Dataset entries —
--- START ---
mod common;

use common::*;
use edge_client::{
    api::{Action, Error as ApiError},
    walk, CommentNode, ConfirmAction, Error, Focus, Outcome, OverlayRequest, RenderContext,
    RowKind, SortMode,
};

fn forest(c: &Client, sort: SortMode) -> Vec<CommentNode> {
    let data = c.query().peek(&key()).unwrap();
    CommentNode::format(&data.as_thread().unwrap().comments, sort)
}

#[tokio::test]
async fn three_comment_thread_end_to_end() {
    // A question, a deleted answer to it, and a reply to the deleted answer
    let h = Harness::new(thread(
        0,
        vec![
            comment(1, None, Some(2), 0),
            comment(2, Some(1), None, 0),
            comment(3, Some(2), Some(3), 0),
        ],
    ));
    let c = h.client(None).await;
    let forest = forest(&c, SortMode::Top);
    assert_eq!(forest.len(), 1);
    assert_eq!(forest[0].id(), cid(1));
    assert_eq!(forest[0].children.len(), 1);
    assert!(forest[0].children[0].is_deleted());
    assert_eq!(forest[0].children[0].children[0].id(), cid(3));

    let article = c.article();
    let rows = walk(
        &forest,
        &RenderContext {
            article: &article,
            viewer: None,
            focus: Focus::None,
        },
    );
    let shape = rows
        .iter()
        .map(|r| (r.id, r.depth, r.indent))
        .collect::<Vec<_>>();
    assert_eq!(
        shape,
        vec![(cid(1), 0, 0), (cid(2), 1, 42), (cid(3), 2, 42)]
    );
    assert_eq!(
        rows[1].kind,
        RowKind::Placeholder {
            label: "This response was deleted by the author."
        }
    );
}

#[tokio::test]
async fn reply_shows_up_in_the_tree_after_settlement() {
    let h = Harness::new(thread(0, vec![comment(1, None, Some(3), 0)]));
    let c = h.client(Some(2)).await;
    let outcome = c
        .mutations
        .reply(
            &c.session,
            key(),
            aid(),
            Some(cid(1)),
            String::from("Good question"),
        )
        .await;
    assert!(matches!(outcome, Outcome::Committed));

    let forest = forest(&c, SortMode::New);
    let reply = &forest[0].children[0];
    assert_eq!(reply.comment.content, "Good question");
    assert_eq!(reply.comment.author, Some(user(2)));
    assert_eq!(c.article().comment_count, 2);
}

#[tokio::test]
async fn edit_replaces_content() {
    let h = Harness::new(thread(0, vec![comment(1, None, Some(2), 0)]));
    let c = h.client(Some(2)).await;
    let outcome = c
        .mutations
        .edit(&c.session, key(), cid(1), String::from("Rephrased"))
        .await;
    assert!(matches!(outcome, Outcome::Committed));
    assert_eq!(c.comment(cid(1)).unwrap().content, "Rephrased");

    let other = h.client(Some(3)).await;
    let outcome = other
        .mutations
        .edit(&other.session, key(), cid(1), String::from("Hijacked"))
        .await;
    assert!(matches!(
        outcome,
        Outcome::Failed(Error::Api(ApiError::PermissionDenied))
    ));
}

#[tokio::test]
async fn deleting_keeps_answered_questions_as_placeholders() {
    let h = Harness::new(thread(
        0,
        vec![
            comment(1, None, Some(2), 0),
            comment(2, Some(1), Some(3), 0),
            comment(3, None, Some(2), 0),
        ],
    ));
    let c = h.client(Some(2)).await;
    let host = h.token(1).await;
    let mut feed = h.server.lock().await.action_feed(host).await.unwrap();

    for id in [cid(1), cid(3)] {
        assert!(c.mutations.request_delete(&c.session, id));
        let action = match c.recorder.overlays.lock().pop() {
            Some(OverlayRequest::Confirmation {
                heading,
                confirm_label,
                action,
                ..
            }) => {
                assert_eq!(heading, "Deleting your comment");
                assert_eq!(confirm_label, "Delete");
                action
            }
            o => panic!("unexpected overlay {o:?}"),
        };
        assert_eq!(action, ConfirmAction::DeleteComment(id));
        let outcome = c.mutations.confirm(&c.session, key(), action).await;
        assert!(matches!(outcome, Outcome::Committed));
        assert_eq!(feed.try_recv().unwrap(), Action::DeleteComment(id));
    }

    let forest = forest(&c, SortMode::Top);
    assert_eq!(forest.len(), 1);
    assert!(forest[0].is_deleted());
    assert_eq!(forest[0].children[0].id(), cid(2));
    assert_eq!(c.article().comment_count, 1);
}

#[tokio::test]
async fn sort_mode_applies_at_every_depth() {
    let h = Harness::new(thread(
        0,
        vec![
            comment(1, None, Some(2), 1),
            comment(2, None, Some(3), 5),
            comment(3, Some(2), Some(2), 0),
            comment(4, Some(2), Some(3), 9),
            comment(5, Some(2), Some(2), 0),
        ],
    ));
    let c = h.client(None).await;

    let top = forest(&c, SortMode::Top);
    assert_eq!(top.iter().map(|n| n.id()).collect::<Vec<_>>(), vec![cid(2), cid(1)]);
    assert_eq!(
        top[0].children.iter().map(|n| n.id()).collect::<Vec<_>>(),
        vec![cid(4), cid(3), cid(5)]
    );

    let new = forest(&c, SortMode::New);
    assert_eq!(new.iter().map(|n| n.id()).collect::<Vec<_>>(), vec![cid(2), cid(1)]);
    assert_eq!(
        new[0].children.iter().map(|n| n.id()).collect::<Vec<_>>(),
        vec![cid(5), cid(4), cid(3)]
    );
}

#[tokio::test]
async fn share_copies_the_link() {
    let h = Harness::new(thread(0, vec![]));
    let c = h.client(None).await;
    c.mutations
        .share(&format!("https://edge.example.org/ama/{SLUG}"))
        .unwrap();
    assert_eq!(
        *c.recorder.copied.lock(),
        vec![format!("https://edge.example.org/ama/{SLUG}")]
    );
    assert_eq!(c.recorder.alerts.lock()[0].text, "Link copied to clipboard");
}
use chrono::{Duration, NaiveDate};

use crate::api::{Article, Time};

#[derive(Clone, Copy, Debug, Default, Eq, PartialEq)]
pub enum FeedOrder {
    #[default]
    Latest,
    Earliest,
}

impl FeedOrder {
    pub fn sort(&self, articles: &mut [Article]) {
        match self {
            FeedOrder::Latest => articles.sort_by(|a, b| b.created_at.cmp(&a.created_at)),
            FeedOrder::Earliest => articles.sort_by(|a, b| a.created_at.cmp(&b.created_at)),
        }
    }
}

/// Articles published on the same (UTC) day
#[derive(Clone, Debug, Eq, PartialEq)]
pub struct DayGroup {
    pub day: NaiveDate,
    pub label: String,
    pub articles: Vec<Article>,
}

fn day_label(day: NaiveDate, today: NaiveDate) -> String {
    if day == today {
        String::from("Today")
    } else if Some(day) == today.checked_sub_signed(Duration::days(1)) {
        String::from("Yesterday")
    } else {
        day.format("%B %-d, %Y").to_string()
    }
}

/// Sorts the feed and splits it into consecutive days
pub fn group_by_day(mut articles: Vec<Article>, order: FeedOrder, now: Time) -> Vec<DayGroup> {
    order.sort(&mut articles);
    let today = now.date_naive();
    let mut res: Vec<DayGroup> = Vec::new();
    for a in articles {
        let day = a.created_at.date_naive();
        match res.last_mut() {
            Some(g) if g.day == day => g.articles.push(a),
            _ => res.push(DayGroup {
                day,
                label: day_label(day, today),
                articles: vec![a],
            }),
        }
    }
    res
}

/// Host part of `url` without its `www.` prefix, for display next to links
pub fn pretty_hostname(url: &str) -> anyhow::Result<String> {
    let url = reqwest::Url::parse(url)?;
    let host = url
        .host_str()
        .ok_or_else(|| anyhow::anyhow!("url {url} has no host"))?;
    Ok(String::from(host.strip_prefix("www.").unwrap_or(host)))
}
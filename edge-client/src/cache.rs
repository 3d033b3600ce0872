use std::collections::HashMap;

use crate::api::{Article, ArticleId, CommentId, Thread};

#[derive(Clone, Debug, Eq, Hash, PartialEq)]
pub enum QueryKey {
    /// The list of AMAs
    Amas,

    /// The article feed
    Feed,

    /// One AMA and its comments, by slug
    Ama(String),
}

#[derive(Clone, Debug, Eq, PartialEq)]
pub enum QueryData {
    Articles(Vec<Article>),
    Thread(Thread),
}

impl QueryData {
    /// Returns false if the article is not part of this data
    pub fn toggle_article_like(&mut self, id: ArticleId) -> bool {
        let article = match self {
            QueryData::Articles(articles) => articles.iter_mut().find(|a| a.id == id),
            QueryData::Thread(t) => Some(&mut t.article).filter(|a| a.id == id),
        };
        match article {
            Some(a) => {
                a.toggle_like();
                true
            }
            None => false,
        }
    }

    /// Returns false if the comment is not part of this data
    pub fn toggle_comment_like(&mut self, id: CommentId) -> bool {
        let comment = match self {
            QueryData::Articles(_) => None,
            QueryData::Thread(t) => t.comments.iter_mut().find(|c| c.id == id),
        };
        match comment {
            Some(c) => {
                c.toggle_like();
                true
            }
            None => false,
        }
    }

    pub fn as_thread(&self) -> Option<&Thread> {
        match self {
            QueryData::Thread(t) => Some(t),
            QueryData::Articles(_) => None,
        }
    }

    pub fn as_articles(&self) -> Option<&[Article]> {
        match self {
            QueryData::Articles(a) => Some(a),
            QueryData::Thread(_) => None,
        }
    }
}

/// Proof that a fetch was started for a key
///
/// Only the most recently started fetch of a key may store its result, and
/// only if no optimistic write cancelled it in the meantime.
#[derive(Clone, Debug, Eq, PartialEq)]
pub struct FetchTicket {
    key: QueryKey,
    generation: u64,
}

/// The value of a key before an optimistic write, to restore on failure
#[derive(Clone, Debug, Eq, PartialEq)]
pub struct Snapshot {
    key: QueryKey,
    data: Option<QueryData>,
}

impl Snapshot {
    pub fn key(&self) -> &QueryKey {
        &self.key
    }

    pub fn data(&self) -> Option<&QueryData> {
        self.data.as_ref()
    }
}

#[derive(Debug, Default)]
struct Entry {
    data: Option<QueryData>,
    stale: bool,
    generation: u64,
    fetching: bool,
}

#[derive(Debug, Default)]
pub struct QueryCache {
    entries: HashMap<QueryKey, Entry>,

    /// Number of writes to any entry's data since creation
    writes: u64,
}

impl QueryCache {
    pub fn new() -> QueryCache {
        QueryCache::default()
    }

    pub fn get(&self, key: &QueryKey) -> Option<&QueryData> {
        self.entries.get(key).and_then(|e| e.data.as_ref())
    }

    /// Keys never fetched count as stale
    pub fn is_stale(&self, key: &QueryKey) -> bool {
        self.entries
            .get(key)
            .map(|e| e.stale || e.data.is_none())
            .unwrap_or(true)
    }

    pub fn is_fetching(&self, key: &QueryKey) -> bool {
        self.entries.get(key).map(|e| e.fetching).unwrap_or(false)
    }

    pub fn writes(&self) -> u64 {
        self.writes
    }

    pub fn start_fetch(&mut self, key: QueryKey) -> FetchTicket {
        let e = self.entries.entry(key.clone()).or_default();
        e.generation += 1;
        e.fetching = true;
        FetchTicket {
            key,
            generation: e.generation,
        }
    }

    /// Stores the result of a fetch, unless it was superseded or cancelled
    ///
    /// Returns whether the data was stored.
    pub fn finish_fetch(&mut self, ticket: FetchTicket, data: QueryData) -> bool {
        let e = self.entries.entry(ticket.key).or_default();
        if e.generation != ticket.generation {
            return false;
        }
        e.data = Some(data);
        e.stale = false;
        e.fetching = false;
        self.writes += 1;
        true
    }

    pub fn fail_fetch(&mut self, ticket: FetchTicket) {
        if let Some(e) = self.entries.get_mut(&ticket.key) {
            if e.generation == ticket.generation {
                e.fetching = false;
            }
        }
    }

    /// Makes any in-flight fetch for `key` unable to land
    pub fn cancel(&mut self, key: &QueryKey) {
        if let Some(e) = self.entries.get_mut(key) {
            if e.fetching {
                tracing::debug!(?key, "cancelling in-flight fetch");
            }
            e.generation += 1;
            e.fetching = false;
        }
    }

    pub fn invalidate(&mut self, key: &QueryKey) {
        if let Some(e) = self.entries.get_mut(key) {
            e.stale = true;
        }
    }

    /// Starts an optimistic write: cancels in-flight fetches and returns the
    /// current value to restore if the write has to be undone
    pub fn begin(&mut self, key: &QueryKey) -> Snapshot {
        self.cancel(key);
        Snapshot {
            key: key.clone(),
            data: self.get(key).cloned(),
        }
    }

    pub fn commit(&mut self, key: &QueryKey, data: QueryData) {
        let e = self.entries.entry(key.clone()).or_default();
        e.data = Some(data);
        self.writes += 1;
    }

    /// Puts back the exact value a snapshot was taken of
    pub fn rollback(&mut self, snapshot: Snapshot) {
        let e = self.entries.entry(snapshot.key).or_default();
        e.data = snapshot.data;
        self.writes += 1;
    }

    /// Marks the key as needing a refetch once a mutation settled
    pub fn settle(&mut self, key: &QueryKey) {
        self.invalidate(key);
    }
}
mod common;

use common::*;
use edge_client::{
    api::{Action, Error as ApiError},
    Error, LikeOutcome, OverlayRequest,
};
use edge_mock_server::{Gate, MockApi};

#[tokio::test]
async fn like_is_visible_before_the_server_answers() {
    let h = Harness::new(thread(5, vec![]));
    let gate = Gate::new();
    let tok = h.token(2).await;
    let c = h
        .client_with(
            Some(2),
            MockApi::new(h.server.clone(), Some(tok)).with_gate(gate.clone()),
        )
        .await;

    let like = c.mutations.like_article(&c.session, key(), aid());
    let inspect = async {
        while gate.waiting() < 1 {
            tokio::task::yield_now().await;
        }
        let a = c.article();
        assert_eq!((a.liked, a.likes), (true, 6));
        gate.release(1);
    };
    let (outcome, ()) = futures::join!(like, inspect);
    assert!(matches!(outcome, LikeOutcome::Committed));

    let a = c.article();
    assert_eq!((a.liked, a.likes), (true, 6));
    let t = h.server.lock().await.fetch_thread(Some(tok), SLUG).unwrap();
    assert_eq!((t.article.liked, t.article.likes), (true, 6));
}

#[tokio::test]
async fn failed_like_restores_the_exact_snapshot() {
    let h = Harness::new(thread(5, vec![comment(1, None, Some(3), 2)]));
    let c = h.client(Some(2)).await;
    let before = c.query().peek(&key());

    h.server
        .lock()
        .await
        .fail_next_action(ApiError::Unknown(String::from("database is down")));
    let outcome = c.mutations.like_article(&c.session, key(), aid()).await;
    match outcome {
        LikeOutcome::RolledBack(Error::Api(ApiError::Unknown(_))) => (),
        o => panic!("unexpected outcome {o:?}"),
    }
    assert_eq!(c.query().peek(&key()), before);
    let a = c.article();
    assert_eq!((a.liked, a.likes), (false, 5));
    assert!(c.recorder.overlays.lock().is_empty());
}

#[tokio::test]
async fn unreachable_server_rolls_back_too() {
    let h = Harness::new(thread(5, vec![comment(1, None, Some(3), 2)]));
    let c = h.client(Some(2)).await;
    c.api.set_offline(true);
    let outcome = c.mutations.like_comment(&c.session, key(), cid(1)).await;
    assert!(matches!(outcome, LikeOutcome::RolledBack(Error::Transport(_))));
    let comment = c.comment(cid(1)).unwrap();
    assert_eq!((comment.liked, comment.likes), (false, 2));

    c.api.set_offline(false);
    let outcome = c.mutations.like_comment(&c.session, key(), cid(1)).await;
    assert!(matches!(outcome, LikeOutcome::Committed));
    let comment = c.comment(cid(1)).unwrap();
    assert_eq!((comment.liked, comment.likes), (true, 3));
}

#[tokio::test]
async fn double_like_before_settlement_ends_where_it_started() {
    let h = Harness::new(thread(5, vec![]));
    let gate = Gate::new();
    let tok = h.token(2).await;
    let c = h
        .client_with(
            Some(2),
            MockApi::new(h.server.clone(), Some(tok)).with_gate(gate.clone()),
        )
        .await;

    let first = c.mutations.like_article(&c.session, key(), aid());
    let second = c.mutations.like_article(&c.session, key(), aid());
    let inspect = async {
        while gate.waiting() < 2 {
            tokio::task::yield_now().await;
        }
        // Both toggles were applied speculatively, on top of each other
        let a = c.article();
        assert_eq!((a.liked, a.likes), (false, 5));
        gate.release(2);
    };
    let (first, second, ()) = futures::join!(first, second, inspect);
    assert!(matches!(first, LikeOutcome::Committed));
    assert!(matches!(second, LikeOutcome::Committed));

    let a = c.article();
    assert_eq!((a.liked, a.likes), (false, 5));
    let t = h.server.lock().await.fetch_thread(Some(tok), SLUG).unwrap();
    assert_eq!((t.article.liked, t.article.likes), (false, 5));
}

#[tokio::test]
async fn anonymous_like_only_asks_to_sign_in() {
    let h = Harness::new(thread(5, vec![]));
    let mut feed = {
        let tok = h.token(1).await;
        h.server.lock().await.action_feed(tok).await.unwrap()
    };
    let c = h.client(None).await;
    let writes = c.query().with_cache(|cache| cache.writes());

    let outcome = c.mutations.like_article(&c.session, key(), aid()).await;
    assert!(matches!(outcome, LikeOutcome::AuthenticationRequired));
    assert_eq!(c.query().with_cache(|cache| cache.writes()), writes);
    assert_eq!(*c.recorder.overlays.lock(), vec![OverlayRequest::Authentication]);
    assert!(feed.try_recv().is_err());
}

#[tokio::test]
async fn expired_session_rolls_back_and_asks_to_sign_in() {
    let h = Harness::new(thread(5, vec![]));
    let tok = h.token(2).await;
    let c = h
        .client_with(Some(2), MockApi::new(h.server.clone(), Some(tok)))
        .await;
    h.server.lock().await.unauth(tok).unwrap();

    let outcome = c.mutations.like_article(&c.session, key(), aid()).await;
    assert!(matches!(outcome, LikeOutcome::RolledBack(ref e) if e.is_unauthenticated()));
    // The refetch failed as well, so the rolled back value stays
    let a = c.article();
    assert_eq!((a.liked, a.likes), (false, 5));
    assert_eq!(*c.recorder.overlays.lock(), vec![OverlayRequest::Authentication]);
}

#[tokio::test]
async fn likes_from_other_users_show_up_after_settlement() {
    let h = Harness::new(thread(0, vec![]));
    let alice = h.client(Some(2)).await;
    let bob = h.client(Some(3)).await;
    let mut feed = {
        let tok = h.token(1).await;
        h.server.lock().await.action_feed(tok).await.unwrap()
    };

    bob.mutations.like_article(&bob.session, key(), aid()).await;
    alice.mutations.like_article(&alice.session, key(), aid()).await;

    let a = alice.article();
    assert_eq!((a.liked, a.likes), (true, 2));
    let b = bob.article();
    assert_eq!((b.liked, b.likes), (true, 1));
    assert_eq!(
        feed.try_recv().unwrap(),
        Action::LikeArticle {
            actor: user(3).id,
            article: aid()
        }
    );
}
--- END ---
Exercise instructions — Quote, word for word, every line from the top of the entries through the line that holds "assert_eq!(forest[0].id(), cid(1));".

The answer —
mod common;

use common::*;
use edge_client::{
    api::{Action, Error as ApiError},
    walk, CommentNode, ConfirmAction, Error, Focus, Outcome, OverlayRequest, RenderContext,
    RowKind, SortMode,
};

fn forest(c: &Client, sort: SortMode) -> Vec<CommentNode> {
    let data = c.query().peek(&key()).unwrap();
    CommentNode::format(&data.as_thread().unwrap().comments, sort)
}

#[tokio::test]
async fn three_comment_thread_end_to_end() {
    // A question, a deleted answer to it, and a reply to the deleted answer
    let h = Harness::new(thread(
        0,
        vec![
            comment(1, None, Some(2), 0),
            comment(2, Some(1), None, 0),
            comment(3, Some(2), Some(3), 0),
        ],
    ));
    let c = h.client(None).await;
    let forest = forest(&c, SortMode::Top);
    assert_eq!(forest.len(), 1);
    assert_eq!(forest[0].id(), cid(1));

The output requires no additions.